We have a problem y’all. Today in America about 77% of students have said they were victims of bullying at one point. For some of us, Deebo, the bully from the hit movie Friday, was a real life issue growing up. For students today, Deebo is a reality everyday! Last week my niece was being bullied at school by a bunch of mean girls who forced her to consider ending her life. Yes, a twelve year was contemplating ending her life due to being bullied at school. If you have your hand over your mouth, so did I when I heard this.
So, many of you know that I am a teaching associate at Miami University, where I am charged with co-instructing the EDL 204 course on Sociocultural Foundations. Last week, a few of my students attended a conference and one of the major topics was bullying. At a particular session, a group third years studying education found in their research about bullying that there are programs out there helping to put a stop to non-sensical bullying. One program that was highly suggested was a mentor program. Well I have a spin on that.
We should require all bullies in society to take a course in poetry, art, music or dance to relinquesh the hurt they harness and inflict on others. I know this is overly idealistic, but WHY NOT? If these labeled bullies were able to put their feelings into action in a way that gave them a sensible action and time to reflect, maybe, just maybe, they would understand the pain they inflict on others by bullying. For my niece, since she is the one being bullied in this instance I have chosen for her a lady she can aspire to be. Not any lady. A lady with a powerful future. A lady who has grace, style, and elegance. And a lady who is a global thinker.
Michelle Harris, an English Language teacher in South Korea is the lady I would like my niece to aspire to be.
Michelle and I taught at the same English camp in the Chinju National University of Education- School Based Enterprise during the summer of 2012. Michelle, an African American female from Texas join’s the Getemployedsuccessfully blog this week to share her experience of living in Korea. Thanks for joining us Michelle. First could you give us the run down on how you came to know about English teaching in South Korea?

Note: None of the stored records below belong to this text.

//! A registry package backing a dynamically dispatched command
//!
//! A [`ManagedPackage`] is either cache-backed (installed versions live in
//! the shared store, one directory per version) or installed directly into a
//! target path. The version starts out as [`LATEST`] and becomes concrete the
//! first time the package is prepared.

use std::path::{Path, PathBuf};
use std::sync::Arc;
use tracing::{debug, info};
use trellis_core::{format_path, Error, Result};
use walkdir::WalkDir;

use crate::cache::PackageCache;
use crate::installer::{InstallRequest, Installer};
use crate::manifest::{find_package_root, PackageManifest};
use crate::resolver::VersionSource;

/// Placeholder version resolved against the registry on first use
pub const LATEST: &str = "latest";

/// Construction options for a [`ManagedPackage`]
#[derive(Debug, Clone, Default)]
pub struct ManagedPackageOptions {
    /// Install directory for uncached packages
    pub target_path: PathBuf,

    /// Shared store; `None` disables caching
    pub store_dir: Option<PathBuf>,

    pub package_name: String,

    /// Concrete version or `latest`; empty means `latest`
    pub package_version: String,
}

/// Package lifecycle: resolve, check, install, update, locate entry point
pub struct ManagedPackage {
    target_path: PathBuf,
    store_dir: Option<PathBuf>,
    package_name: String,
    package_version: String,
    resolver: Arc<dyn VersionSource>,
    installer: Arc<dyn Installer>,
}

impl std::fmt::Debug for ManagedPackage {
    fn fmt(&self, f: &mut std::fmt::Formatter<'_>) -> std::fmt::Result {
        f.debug_struct("ManagedPackage")
            .field("target_path", &self.target_path)
            .field("store_dir", &self.store_dir)
            .field("package_name", &self.package_name)
            .field("package_version", &self.package_version)
            .finish_non_exhaustive()
    }
}

impl ManagedPackage {
    /// Create a package from validated options
    pub fn new(
        options: ManagedPackageOptions,
        resolver: Arc<dyn VersionSource>,
        installer: Arc<dyn Installer>,
    ) -> Result<Self> {
        if options.package_name.trim().is_empty() {
            return Err(Error::invalid_configuration(
                "packageName is required for a managed package",
            ));
        }
        if options.store_dir.is_none() && options.target_path.as_os_str().is_empty() {
            return Err(Error::invalid_configuration(
                "targetPath is required when no store directory is configured",
            ));
        }

        let package_version = if options.package_version.trim().is_empty() {
            LATEST.to_string()
        } else {
            options.package_version
        };

        Ok(Self {
            target_path: options.target_path,
            store_dir: options.store_dir,
            package_name: options.package_name,
            package_version,
            resolver,
            installer,
        })
    }

    pub fn package_name(&self) -> &str {
        &self.package_name
    }

    /// Current version, `latest` until prepared
    pub fn package_version(&self) -> &str {
        &self.package_version
    }

    pub fn target_path(&self) -> &Path {
        &self.target_path
    }

    pub fn store_dir(&self) -> Option<&Path> {
        self.store_dir.as_deref()
    }

    pub fn is_cached(&self) -> bool {
        self.store_dir.is_some()
    }

    /// Cache directory of the current version, `None` when not cache-backed
    pub fn cache_file_path(&self) -> Option<PathBuf> {
        self.store_dir
            .as_deref()
            .map(|store| PackageCache::cache_path(store, &self.package_name, &self.package_version))
    }

    /// Directory the current version is (or would be) installed in
    pub fn package_dir(&self) -> PathBuf {
        self.cache_file_path()
            .unwrap_or_else(|| self.target_path.clone())
    }

    /// Ensure the store exists and pin `latest` to a concrete version
    pub async fn prepare(&mut self) -> Result<()> {
        if let Some(store) = &self.store_dir {
            PackageCache::ensure_store_dir(store)?;
        }

        if self.package_version == LATEST {
            let version = self.resolver.latest_version(&self.package_name).await?;
            debug!("Resolved {}@latest to {}", self.package_name, version);
            self.package_version = version;
        }

        Ok(())
    }

    /// Whether the current version is installed
    pub async fn exists(&mut self) -> Result<bool> {
        self.prepare().await?;
        let path = self.package_dir();
        let exists = PackageCache::exists(&path);
        debug!("{} exists: {}", path.display(), exists);
        Ok(exists)
    }

    /// Install the current version
    pub async fn install(&mut self) -> Result<PathBuf> {
        self.prepare().await?;
        let request = self.request(&self.package_version);
        self.installer.install(&request).await
    }

    /// Move to the registry's latest version, installing it if not cached
    pub async fn update(&mut self) -> Result<()> {
        self.prepare().await?;

        let latest = self.resolver.latest_version(&self.package_name).await?;
        let request = self.request(&latest);
        let destination = request.destination();

        if PackageCache::exists(&destination) {
            debug!(
                "{}@{} already installed at {}",
                self.package_name,
                latest,
                destination.display()
            );
        } else {
            info!(
                "Updating {} from {} to {}",
                self.package_name, self.package_version, latest
            );
            self.installer.install(&request).await?;
        }

        self.package_version = latest;
        Ok(())
    }

    /// Absolute path of the declared entry point
    ///
    /// Looks for the nearest manifest from the package root upwards (bounded
    /// by the store for cache-backed packages) and resolves its `main`.
    /// Returns `None` when there is no manifest or no entry declared. Never
    /// installs anything.
    pub fn entry_point_path(&self) -> Result<Option<PathBuf>> {
        let start = self.package_dir();
        let Some(root) = find_package_root(&start, self.store_dir.as_deref()) else {
            debug!("No package manifest found from {}", start.display());
            return Ok(None);
        };

        let manifest = PackageManifest::read(&root)?;
        let Some(entry) = manifest.entry() else {
            debug!("Manifest in {} declares no entry point", root.display());
            return Ok(None);
        };

        let path = std::path::absolute(root.join(entry))?;
        Ok(Some(format_path(&path)))
    }

    /// Manifest of the installed package
    pub fn manifest(&self) -> Result<Option<PackageManifest>> {
        let start = self.package_dir();
        match find_package_root(&start, self.store_dir.as_deref()) {
            Some(root) => PackageManifest::read(&root).map(Some),
            None => Ok(None),
        }
    }

    /// Copy a sub-directory of the installed package into `destination`
    ///
    /// Existing files in `destination` are overwritten. Returns the number of
    /// files copied.
    pub fn copy_to(&self, sub_dir: &str, destination: &Path) -> Result<usize> {
        let source = self.package_dir().join(sub_dir);
        if !source.is_dir() {
            return Err(Error::install(
                &self.package_name,
                &self.package_version,
                format!("package has no {} directory", sub_dir),
            ));
        }

        let mut copied = 0;
        for entry in WalkDir::new(&source).min_depth(1) {
            let entry = entry.map_err(|e| std::io::Error::other(e.to_string()))?;
            let relative = entry
                .path()
                .strip_prefix(&source)
                .map_err(|e| std::io::Error::other(e.to_string()))?;
            let out = destination.join(relative);

            if entry.file_type().is_dir() {
                std::fs::create_dir_all(&out)?;
            } else if entry.file_type().is_file() {
                if let Some(parent) = out.parent() {
                    std::fs::create_dir_all(parent)?;
                }
                std::fs::copy(entry.path(), &out)?;
                copied += 1;
            }
        }

        debug!(
            "Copied {} files from {} to {}",
            copied,
            source.display(),
            destination.display()
        );
        Ok(copied)
    }

    fn request<'a>(&'a self, version: &'a str) -> InstallRequest<'a> {
        InstallRequest {
            target_path: &self.target_path,
            store_dir: self.store_dir.as_deref(),
            package_name: &self.package_name,
            version,
        }
    }
}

Tell us why you chose to work and live in South Korea of all places in the world.
Hey everyone! Thanks Johnnie, for giving me the opportunity to share my unique experience with you and your readers. I decided to teach in South Korea for a plethora of reasons. In May of 2011, I graduated from Stephen F. Austin State University with a bachelor’s degree in elementary education and a Texas teaching license. After graduating, I had the privilege of working with Chinese students at a college and career readiness conference (for Lead America) in the states in August of 2011. The students hailed from Hong-Kong and Beijing. They had dreams of living abroad someday and attending American Universities such as Stanford and Yale. This particular conference was actually held at Stanford that year. They were so enthusiastic and eager to tell me about their culture and dreams throughout the conference! It was great getting to know them! They even said, “Michelle, you should come to China!’ At the time, I was thinking that would never happen. I enjoyed working with them in their pursuit to become better English speakers, as well as help prepare them for their future college/career plans (possibly abroad). I was so impressed and even inspired by their dreams. I too, had dreams of going abroad someday but no real practical plan. As I encouraged them, they encouraged me! It was amazing!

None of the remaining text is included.